• Saved entries
______
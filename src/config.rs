//! # Run configuration
//!
//! [`OverheadConfig`] names the input columns the correlator reads and the visibility
//! threshold. Every field has a default, so a TOML file only lists what it changes:
//!
//! ```toml
//! longitude_column = "longitude "
//! visibility_threshold_km = 1500.0
//! ```
use camino::Utf8Path;
use serde::Deserialize;

use crate::{
    constants::{Kilometer, VISIBILITY_THRESHOLD_KM},
    overhead_errors::OverheadError,
};

#[derive(Debug, Clone, PartialEq, Deserialize)]
#[serde(default, deny_unknown_fields)]
pub struct OverheadConfig {
    /// Column holding the `M/D/YYYY H:MM` report timestamp
    pub datetime_column: String,
    /// Column holding the report latitude (degrees)
    pub latitude_column: String,
    /// Column holding the report longitude (degrees)
    pub longitude_column: String,
    /// Inclusive great-circle distance under which the satellite is flagged as overhead
    pub visibility_threshold_km: Kilometer,
}

impl Default for OverheadConfig {
    fn default() -> Self {
        OverheadConfig {
            datetime_column: "datetime".to_string(),
            latitude_column: "latitude".to_string(),
            longitude_column: "longitude".to_string(),
            visibility_threshold_km: VISIBILITY_THRESHOLD_KM,
        }
    }
}

impl OverheadConfig {
    pub fn from_toml_str(text: &str) -> Result<Self, OverheadError> {
        let config: OverheadConfig = toml::from_str(text)?;
        config.validate()?;
        Ok(config)
    }

    pub fn from_toml_file(path: &Utf8Path) -> Result<Self, OverheadError> {
        let text = std::fs::read_to_string(path)?;
        OverheadConfig::from_toml_str(&text)
    }

    /// Reject thresholds that cannot compare against a distance.
    pub fn validate(&self) -> Result<(), OverheadError> {
        if self.visibility_threshold_km.is_finite() && self.visibility_threshold_km >= 0.0 {
            Ok(())
        } else {
            Err(OverheadError::InvalidThreshold(
                self.visibility_threshold_km,
            ))
        }
    }
}
//! # Streaming CSV correlation
//!
//! Drive a [`SightingCorrelator`] over a sighting table and write the same table augmented with
//! three trailing columns: `iss_lat`, `iss_lon`, `iss_visible_in_sky`.
//!
//! ## Overview
//! -----------------
//! * [`correlate_csv`] – Sequential pass, one record in memory at a time.
//! * `correlate_csv_parallel` (feature `parallel`) – Reads fixed-size batches, correlates each
//!   batch on the rayon pool, writes the batch back in input order.
//!
//! Both produce byte-identical output for the same input.
//!
//! ## Guarantees
//! -----------------
//! * One output row per input row, in input order, whatever happens to the row.
//! * Passthrough fields are copied as raw bytes; the header row is copied verbatim.
//! * Rows shorter than the header are padded with empty fields so the derived columns stay
//!   aligned. Rows wider than the header are kept whole (logged as a warning).
//! * Output uses minimal quoting and `\r\n` record terminators.
//!
//! ## Error Handling
//! -----------------
//! Only stream-level failures abort the run ([`OverheadError::CsvError`] for framing and I/O,
//! [`OverheadError::MissingColumn`] when the header lacks the datetime column). Everything that
//! can go wrong with a single record ends up in its [`Correlation`].
use std::io::{Read, Write};

use csv::{ByteRecord, ReaderBuilder, Terminator, WriterBuilder};
use tracing::{debug, info, warn};

use crate::{
    config::OverheadConfig,
    constants::{ISS_LAT_COLUMN, ISS_LON_COLUMN, ISS_VISIBLE_COLUMN},
    correlator::{progress_bar::RowProgress, Correlation, NoDataReason, SightingCorrelator},
    overhead_errors::OverheadError,
    propagation::OrbitPropagator,
};

/// Number of records correlated together by the parallel driver.
#[cfg(feature = "parallel")]
pub const PARALLEL_BATCH_SIZE: usize = 4096;

/// Positions of the columns read by the correlator.
#[derive(Debug, Clone, Copy, PartialEq, Eq)]
pub struct ColumnLayout {
    pub datetime: usize,
    pub latitude: Option<usize>,
    pub longitude: Option<usize>,
    /// Number of header fields
    pub width: usize,
}

impl ColumnLayout {
    /// Resolve column positions from a header row.
    ///
    /// Names are compared after trimming surrounding whitespace on both sides. When a name
    /// appears more than once, the last occurrence is used.
    ///
    /// Return
    /// ----------
    /// * The layout, or [`OverheadError::MissingColumn`] if the datetime column is absent.
    ///   Missing coordinate columns are allowed: every row then degrades to a partial result.
    pub fn from_header(header: &ByteRecord, config: &OverheadConfig) -> Result<Self, OverheadError> {
        let find = |name: &str| {
            header
                .iter()
                .rposition(|field| std::str::from_utf8(field).map(str::trim) == Ok(name.trim()))
        };

        let datetime = find(&config.datetime_column)
            .ok_or_else(|| OverheadError::MissingColumn(config.datetime_column.clone()))?;
        let latitude = find(&config.latitude_column);
        let longitude = find(&config.longitude_column);

        for (name, position) in [
            (&config.latitude_column, latitude),
            (&config.longitude_column, longitude),
        ] {
            if position.is_none() {
                warn!(column = %name, "coordinate column not found, visibility will stay empty");
            }
        }

        Ok(ColumnLayout {
            datetime,
            latitude,
            longitude,
            width: header.len(),
        })
    }
}

/// Counters over one correlation run.
///
/// `rows == full + partial + no_data()` always holds.
#[derive(Debug, Clone, Copy, Default, PartialEq, Eq)]
pub struct CorrelationSummary {
    pub rows: u64,
    pub full: u64,
    /// Full results flagged visible
    pub visible: u64,
    pub partial: u64,
    pub unparsable_timestamp: u64,
    pub before_archive: u64,
    pub propagation_failed: u64,
}

impl CorrelationSummary {
    pub fn record(&mut self, correlation: &Correlation) {
        self.rows += 1;
        match correlation {
            Correlation::Full { visible, .. } => {
                self.full += 1;
                if *visible {
                    self.visible += 1;
                }
            }
            Correlation::Partial { .. } => self.partial += 1,
            Correlation::NoData(NoDataReason::UnparsableTimestamp) => {
                self.unparsable_timestamp += 1
            }
            Correlation::NoData(NoDataReason::BeforeArchive) => self.before_archive += 1,
            Correlation::NoData(NoDataReason::PropagationFailed) => self.propagation_failed += 1,
        }
    }

    pub fn no_data(&self) -> u64 {
        self.unparsable_timestamp + self.before_archive + self.propagation_failed
    }
}

/// Correlate a single CSV record.
pub fn correlate_record<P: OrbitPropagator>(
    correlator: &SightingCorrelator<'_, P>,
    layout: &ColumnLayout,
    record: &ByteRecord,
) -> Correlation {
    let text = |position: Option<usize>| {
        position
            .and_then(|i| record.get(i))
            .and_then(|bytes| std::str::from_utf8(bytes).ok())
    };

    correlator.correlate(
        text(Some(layout.datetime)),
        text(layout.latitude),
        text(layout.longitude),
    )
}

/// Writing side shared by the sequential and parallel drivers.
struct CorrelatedSink<W: Write> {
    writer: csv::Writer<W>,
    layout: ColumnLayout,
    summary: CorrelationSummary,
    progress: RowProgress,
    output: ByteRecord,
}

impl<W: Write> CorrelatedSink<W> {
    fn new(output: W, header: &ByteRecord, layout: ColumnLayout) -> Result<Self, OverheadError> {
        let mut writer = WriterBuilder::new()
            .flexible(true)
            .terminator(Terminator::CRLF)
            .from_writer(output);

        let mut out_header = header.clone();
        out_header.push_field(ISS_LAT_COLUMN.as_bytes());
        out_header.push_field(ISS_LON_COLUMN.as_bytes());
        out_header.push_field(ISS_VISIBLE_COLUMN.as_bytes());
        writer.write_byte_record(&out_header)?;

        Ok(CorrelatedSink {
            writer,
            layout,
            summary: CorrelationSummary::default(),
            progress: RowProgress::new(),
            output: ByteRecord::new(),
        })
    }

    fn write(&mut self, record: &ByteRecord, correlation: &Correlation) -> Result<(), OverheadError> {
        self.summary.record(correlation);
        let row = self.summary.rows;

        if let Correlation::NoData(reason) = correlation {
            debug!(row, %reason, "no satellite data for record");
        }
        if record.len() > self.layout.width {
            warn!(
                row,
                fields = record.len(),
                header = self.layout.width,
                "record wider than header, derived columns are shifted"
            );
        }

        self.output.clear();
        for field in record.iter() {
            self.output.push_field(field);
        }
        for _ in record.len()..self.layout.width {
            self.output.push_field(b"");
        }

        let fields = correlation.derived_fields();
        self.output.push_field(fields.iss_lat.as_bytes());
        self.output.push_field(fields.iss_lon.as_bytes());
        self.output.push_field(fields.iss_visible_in_sky.as_bytes());
        self.writer.write_byte_record(&self.output)?;

        self.progress.inc(1);
        Ok(())
    }

    fn finish(mut self) -> Result<CorrelationSummary, OverheadError> {
        self.writer.flush()?;
        self.progress.finish();

        let s = self.summary;
        info!(
            rows = s.rows,
            full = s.full,
            visible = s.visible,
            partial = s.partial,
            unparsable_timestamp = s.unparsable_timestamp,
            before_archive = s.before_archive,
            propagation_failed = s.propagation_failed,
            "correlation finished"
        );
        Ok(s)
    }
}

fn open_reader<R: Read>(
    input: R,
    config: &OverheadConfig,
) -> Result<(csv::Reader<R>, ByteRecord, ColumnLayout), OverheadError> {
    let mut reader = ReaderBuilder::new().flexible(true).from_reader(input);
    let header = reader.byte_headers()?.clone();
    let layout = ColumnLayout::from_header(&header, config)?;
    Ok((reader, header, layout))
}

/// Correlate every record of a CSV table, sequentially.
///
/// Arguments
/// -----------------
/// * `correlator`: per-record pipeline (archive, propagator, visibility threshold).
/// * `config`: column names to read; its threshold is not used here, the correlator's is.
/// * `input`: CSV with a header row.
/// * `output`: receives the augmented table.
///
/// Return
/// ----------
/// * Counters over the run, or a stream-level [`OverheadError`].
pub fn correlate_csv<R: Read, W: Write, P: OrbitPropagator>(
    correlator: &SightingCorrelator<'_, P>,
    config: &OverheadConfig,
    input: R,
    output: W,
) -> Result<CorrelationSummary, OverheadError> {
    let (mut reader, header, layout) = open_reader(input, config)?;
    let mut sink = CorrelatedSink::new(output, &header, layout)?;

    let mut record = ByteRecord::new();
    while reader.read_byte_record(&mut record)? {
        let correlation = correlate_record(correlator, &layout, &record);
        sink.write(&record, &correlation)?;
    }

    sink.finish()
}

/// Correlate every record of a CSV table on the rayon thread pool.
///
/// Records are read by batches of [`PARALLEL_BATCH_SIZE`]; output order matches input order.
#[cfg(feature = "parallel")]
pub fn correlate_csv_parallel<R: Read, W: Write, P: OrbitPropagator + Sync>(
    correlator: &SightingCorrelator<'_, P>,
    config: &OverheadConfig,
    input: R,
    output: W,
) -> Result<CorrelationSummary, OverheadError> {
    use rayon::prelude::*;

    let (mut reader, header, layout) = open_reader(input, config)?;
    let mut sink = CorrelatedSink::new(output, &header, layout)?;

    let mut batch: Vec<ByteRecord> = Vec::with_capacity(PARALLEL_BATCH_SIZE);
    loop {
        batch.clear();
        let mut record = ByteRecord::new();
        while batch.len() < PARALLEL_BATCH_SIZE && reader.read_byte_record(&mut record)? {
            batch.push(std::mem::take(&mut record));
        }
        if batch.is_empty() {
            break;
        }

        let correlations: Vec<Correlation> = batch
            .par_iter()
            .map(|record| correlate_record(correlator, &layout, record))
            .collect();

        for (record, correlation) in batch.iter().zip(&correlations) {
            sink.write(record, correlation)?;
        }
    }

    sink.finish()
}
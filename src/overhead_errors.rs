use thiserror::Error;

use crate::element_sets::ParseTleError;

#[derive(Error, Debug)]
pub enum OverheadError {
    #[error("Unable to perform file operation: {0}")]
    IoError(#[from] std::io::Error),

    #[error("CSV error: {0}")]
    CsvError(#[from] csv::Error),

    #[error("Invalid configuration file: {0}")]
    ConfigError(#[from] toml::de::Error),

    #[error("Error while parsing the element set at line {line}: {source}")]
    ElementSetParsing { line: usize, source: ParseTleError },

    #[error("The element-set archive does not contain any entry")]
    EmptyArchive,

    #[error("Column not found in the input header: {0}")]
    MissingColumn(String),

    #[error("Invalid visibility threshold: {0} km")]
    InvalidThreshold(f64),
}

impl PartialEq for OverheadError {
    fn eq(&self, other: &Self) -> bool {
        use OverheadError::*;
        match (self, other) {
            // Not comparable: equal if same variant
            (IoError(_), IoError(_)) => true,
            (CsvError(_), CsvError(_)) => true,
            (ConfigError(_), ConfigError(_)) => true,

            (
                ElementSetParsing {
                    line: la,
                    source: sa,
                },
                ElementSetParsing {
                    line: lb,
                    source: sb,
                },
            ) => la == lb && sa == sb,
            (MissingColumn(a), MissingColumn(b)) => a == b,
            (InvalidThreshold(a), InvalidThreshold(b)) => a == b,

            (EmptyArchive, EmptyArchive) => true,

            _ => false,
        }
    }
}
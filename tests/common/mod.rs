#![allow(dead_code)]

use camino::Utf8Path;
use overhead::{
    correlate_csv, CorrelationSummary, ElementSetArchive, OverheadConfig, SightingCorrelator,
    Sgp4Propagator,
};

pub const ARCHIVE_PATH: &str = "tests/data/iss_archive.txt";
pub const SIGHTINGS_PATH: &str = "tests/data/sightings.csv";

/// Lines of the element set whose epoch is 2020-07-18 12:00 UTC.
pub const E3_LINE1: &str = "1 25544U 98067A   20200.50000000 -.00002218  00000-0 -31515-4 0  9993";
pub const E3_LINE2: &str = "2 25544  51.6461 221.2784 0001413  89.1723 280.4612 15.49507896236008";

pub fn load_archive() -> ElementSetArchive {
    ElementSetArchive::from_tle_file(Utf8Path::new(ARCHIVE_PATH)).unwrap()
}

/// Run the SGP4-backed correlation on `input` with the default configuration.
pub fn run_correlation(archive: &ElementSetArchive, input: &[u8]) -> (Vec<u8>, CorrelationSummary) {
    let correlator = SightingCorrelator::new(archive, Sgp4Propagator);
    let mut output = Vec::new();
    let summary = correlate_csv(&correlator, &OverheadConfig::default(), input, &mut output).unwrap();
    (output, summary)
}

/// Parse an output table into its header and data rows.
pub fn read_table(output: &[u8]) -> (csv::StringRecord, Vec<csv::StringRecord>) {
    let mut reader = csv::ReaderBuilder::new().flexible(true).from_reader(output);
    let header = reader.headers().unwrap().clone();
    let rows = reader.records().collect::<Result<Vec<_>, _>>().unwrap();
    (header, rows)
}

/// The three trailing derived fields of an output row.
pub fn derived(row: &csv::StringRecord) -> (String, String, String) {
    let n = row.len();
    (
        row[n - 3].to_string(),
        row[n - 2].to_string(),
        row[n - 1].to_string(),
    )
}
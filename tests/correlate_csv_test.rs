mod common;

use overhead::{
    time::parse_sighting_datetime, CorrelationSummary, SightingCorrelator, Sgp4Propagator,
};

use common::{derived, load_archive, read_table, run_correlation, SIGHTINGS_PATH};

fn empty() -> (String, String, String) {
    (String::new(), String::new(), String::new())
}

#[test]
fn test_sightings_file() {
    let archive = load_archive();
    let input = std::fs::read(SIGHTINGS_PATH).unwrap();
    let (output, summary) = run_correlation(&archive, &input);

    let (header, rows) = read_table(&output);
    assert_eq!(rows.len(), 8);
    assert_eq!(header.len(), 14);
    assert_eq!(&header[10], "longitude ");
    assert_eq!(&header[11], "iss_lat");
    assert_eq!(&header[12], "iss_lon");
    assert_eq!(&header[13], "iss_visible_in_sky");

    assert_eq!(
        summary,
        CorrelationSummary {
            rows: 8,
            full: 3,
            visible: summary.visible,
            partial: 2,
            unparsable_timestamp: 2,
            before_archive: 1,
            propagation_failed: 0,
        }
    );

    // passthrough fields are untouched, including quoted commas
    assert_eq!(&rows[3][7], "Three lights, in a row");
    assert_eq!(&rows[1][1], "seattle");

    // before the archive, bad hour, no date at all
    assert_eq!(derived(&rows[0]), empty());
    assert_eq!(derived(&rows[4]), empty());
    assert_eq!(derived(&rows[6]), empty());

    // full results
    for idx in [1, 3, 5] {
        let (lat, lon, visible) = derived(&rows[idx]);
        let lat: f64 = lat.parse().unwrap();
        let lon: f64 = lon.parse().unwrap();
        assert!(lat.abs() <= 52.0, "row {idx}: latitude {lat}");
        assert!((-180.0..=180.0).contains(&lon), "row {idx}: longitude {lon}");
        assert!(visible == "True" || visible == "False", "row {idx}: {visible:?}");
    }

    // blank and non-numeric coordinates
    for idx in [2, 7] {
        let (lat, lon, visible) = derived(&rows[idx]);
        assert!(!lat.is_empty() && !lon.is_empty(), "row {idx}");
        assert_eq!(visible, "", "row {idx}");
    }
}

#[test]
fn test_output_is_deterministic() {
    let archive = load_archive();
    let input = std::fs::read(SIGHTINGS_PATH).unwrap();

    let (first, _) = run_correlation(&archive, &input);
    let (second, _) = run_correlation(&archive, &input);
    assert_eq!(first, second);
}

#[test]
fn test_before_archive_yields_empty_fields() {
    let archive = load_archive();
    let input = "datetime,latitude,longitude\n11/20/1998 6:40,45.9,63.3\n";
    let (output, summary) = run_correlation(&archive, input.as_bytes());

    let (_, rows) = read_table(&output);
    assert_eq!(derived(&rows[0]), empty());
    assert_eq!(summary.before_archive, 1);
}

#[test]
fn test_report_under_the_ground_point_is_visible() {
    let archive = load_archive();
    let correlator = SightingCorrelator::new(&archive, Sgp4Propagator);
    let at = parse_sighting_datetime("7/15/2020 22:30").unwrap();
    let ground = correlator.ground_position(&at).unwrap();

    let near = format!("{:.6},{:.6}", ground.lat, ground.lon);
    let far_lon = if ground.lon > 0.0 { ground.lon - 180.0 } else { ground.lon + 180.0 };
    let far = format!("{:.6},{:.6}", -ground.lat, far_lon);
    let input = format!(
        "datetime,latitude,longitude\n7/15/2020 22:30,{near}\n7/15/2020 22:30,{far}\n"
    );

    let (output, summary) = run_correlation(&archive, input.as_bytes());
    let (_, rows) = read_table(&output);

    let expected_lat = format!("{:.6}", ground.lat);
    let expected_lon = format!("{:.6}", ground.lon);
    assert_eq!(
        derived(&rows[0]),
        (expected_lat.clone(), expected_lon.clone(), "True".to_string())
    );
    assert_eq!(
        derived(&rows[1]),
        (expected_lat, expected_lon, "False".to_string())
    );
    assert_eq!(summary.full, 2);
    assert_eq!(summary.visible, 1);
}

#[test]
fn test_blank_coordinates_keep_ground_point() {
    let archive = load_archive();
    let correlator = SightingCorrelator::new(&archive, Sgp4Propagator);
    let ground = correlator
        .ground_position(&parse_sighting_datetime("9/21/2008 3:00").unwrap())
        .unwrap();

    let input = "datetime,latitude,longitude\n9/21/2008 3:00,,\n";
    let (output, summary) = run_correlation(&archive, input.as_bytes());
    let (_, rows) = read_table(&output);

    assert_eq!(
        derived(&rows[0]),
        (
            format!("{:.6}", ground.lat),
            format!("{:.6}", ground.lon),
            String::new()
        )
    );
    assert_eq!(summary.partial, 1);
}

#[test]
fn test_row_count_is_preserved() {
    let archive = load_archive();
    let mut input = String::from("datetime,latitude,longitude\n");
    let timestamps = ["9/21/2008 3:00", "bad", "1/1/1990 0:00", "7/15/2020 24:00", "7/16/2020 8:15"];
    for i in 0..250 {
        input.push_str(&format!("{},{},{}\n", timestamps[i % timestamps.len()], i % 80, i % 170));
    }

    let (output, summary) = run_correlation(&archive, input.as_bytes());
    let (_, rows) = read_table(&output);

    assert_eq!(rows.len(), 250);
    assert_eq!(summary.rows, 250);
    assert_eq!(summary.rows, summary.full + summary.partial + summary.no_data());
    assert_eq!(summary.full, 100);
    assert_eq!(summary.no_data(), 150);
}

#[test]
fn test_ground_point_matches_wgs72_reference() {
    let archive = load_archive();
    let input = "datetime,latitude,longitude\n9/21/2008 3:00,47.6063889,-122.3308333\n";
    let (output, _) = run_correlation(&archive, input.as_bytes());
    let (_, rows) = read_table(&output);

    assert_eq!(
        derived(&rows[0]),
        (
            "-45.620823".to_string(),
            "-169.678981".to_string(),
            "False".to_string()
        )
    );
}
//! # Two-line element archive reader
//!
//! Parse a plain-text archive of **two-line element sets** into an
//! [`ElementSetArchive`].
//!
//! ## Overview
//! -----------------
//! The archive is a sequence of consecutive line pairs (no name line). Each pair becomes one
//! [`ElementSetEntry`] whose epoch is decoded from the fixed-width epoch field of line 1.
//!
//! ## Field Layout
//! -----------------
//! * `18..32` (line 1) – Epoch: two-digit year (`18..20`) and fractional day of year (`20..32`).
//!
//! Line 2 is kept verbatim; the orbital elements themselves are only read at propagation time.
//!
//! ## Error Handling
//! -----------------
//! The archive is foundational: a single malformed pair aborts the whole load. Failures are
//! reported as [`OverheadError::ElementSetParsing`] carrying the 1-based line number of the
//! offending pair and a [`ParseTleError`]. There is no per-entry recovery.
use camino::Utf8Path;
use itertools::Itertools;
use thiserror::Error;
use tracing::info;

use crate::{
    element_sets::{ElementSetArchive, ElementSetEntry},
    overhead_errors::OverheadError,
    time::tle_epoch_to_utc,
};

const EPOCH_FIELD: std::ops::Range<usize> = 18..32;

/// Pair-level parsing errors for two-line element archives.
///
/// Variants
/// -----------------
/// * `OddLineCount` – The archive ends with a line 1 that has no line 2; payload is the line count.
/// * `TooShortLine` – Line 1 does not reach the end of the epoch field (32 characters).
/// * `InvalidEpoch` – The epoch field (`line1[18..32]`) cannot be decoded; payload carries the slice.
#[derive(Error, Debug, Clone, PartialEq)]
pub enum ParseTleError {
    #[error("The archive has an odd number of lines ({0})")]
    OddLineCount(usize),
    #[error("The first line is too short to hold an epoch")]
    TooShortLine,
    #[error("Invalid epoch field: {0}")]
    InvalidEpoch(String),
}

/// Parse one line pair into an [`ElementSetEntry`].
fn from_tle_pair(line1: &str, line2: &str) -> Result<ElementSetEntry, ParseTleError> {
    let field = line1
        .get(EPOCH_FIELD)
        .ok_or(ParseTleError::TooShortLine)?;

    let epoch =
        tle_epoch_to_utc(field).map_err(|_| ParseTleError::InvalidEpoch(field.to_string()))?;

    Ok(ElementSetEntry::new(
        epoch,
        line1.to_string(),
        line2.to_string(),
    ))
}

impl ElementSetArchive {
    /// Parse an archive from its full text.
    ///
    /// The text is trimmed, split on `\n` and every line is trimmed, so CRLF files and
    /// trailing blank lines are accepted. Lines are then grouped by two.
    ///
    /// Return
    /// ----------
    /// * The sorted archive, [`OverheadError::EmptyArchive`] for a blank text, or
    ///   [`OverheadError::ElementSetParsing`] for the first malformed pair.
    pub fn from_tle_text(text: &str) -> Result<Self, OverheadError> {
        let text = text.trim();
        if text.is_empty() {
            return Err(OverheadError::EmptyArchive);
        }

        let lines: Vec<&str> = text.split('\n').map(str::trim).collect();
        if lines.len() % 2 != 0 {
            return Err(OverheadError::ElementSetParsing {
                line: lines.len(),
                source: ParseTleError::OddLineCount(lines.len()),
            });
        }

        let entries = lines
            .into_iter()
            .tuples()
            .enumerate()
            .map(|(pair_idx, (line1, line2))| {
                from_tle_pair(line1, line2).map_err(|source| OverheadError::ElementSetParsing {
                    line: 2 * pair_idx + 1,
                    source,
                })
            })
            .collect::<Result<Vec<_>, _>>()?;

        ElementSetArchive::new(entries)
    }

    /// Read and parse an archive file.
    ///
    /// See also
    /// ------------
    /// * [`ElementSetArchive::from_tle_text`] – Parsing rules.
    pub fn from_tle_file(path: &Utf8Path) -> Result<Self, OverheadError> {
        let text = std::fs::read_to_string(path)?;
        let archive = ElementSetArchive::from_tle_text(&text)?;

        info!(
            path = %path,
            entries = archive.len(),
            first_epoch = %archive.first_epoch(),
            last_epoch = %archive.last_epoch(),
            "loaded element-set archive"
        );
        Ok(archive)
    }
}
______
• Exercise requirements
Each line above that has the word "malformed" must be copied.

• Response
//! The archive is foundational: a single malformed pair aborts the whole load. Failures are
    ///   [`OverheadError::ElementSetParsing`] for the first malformed pair.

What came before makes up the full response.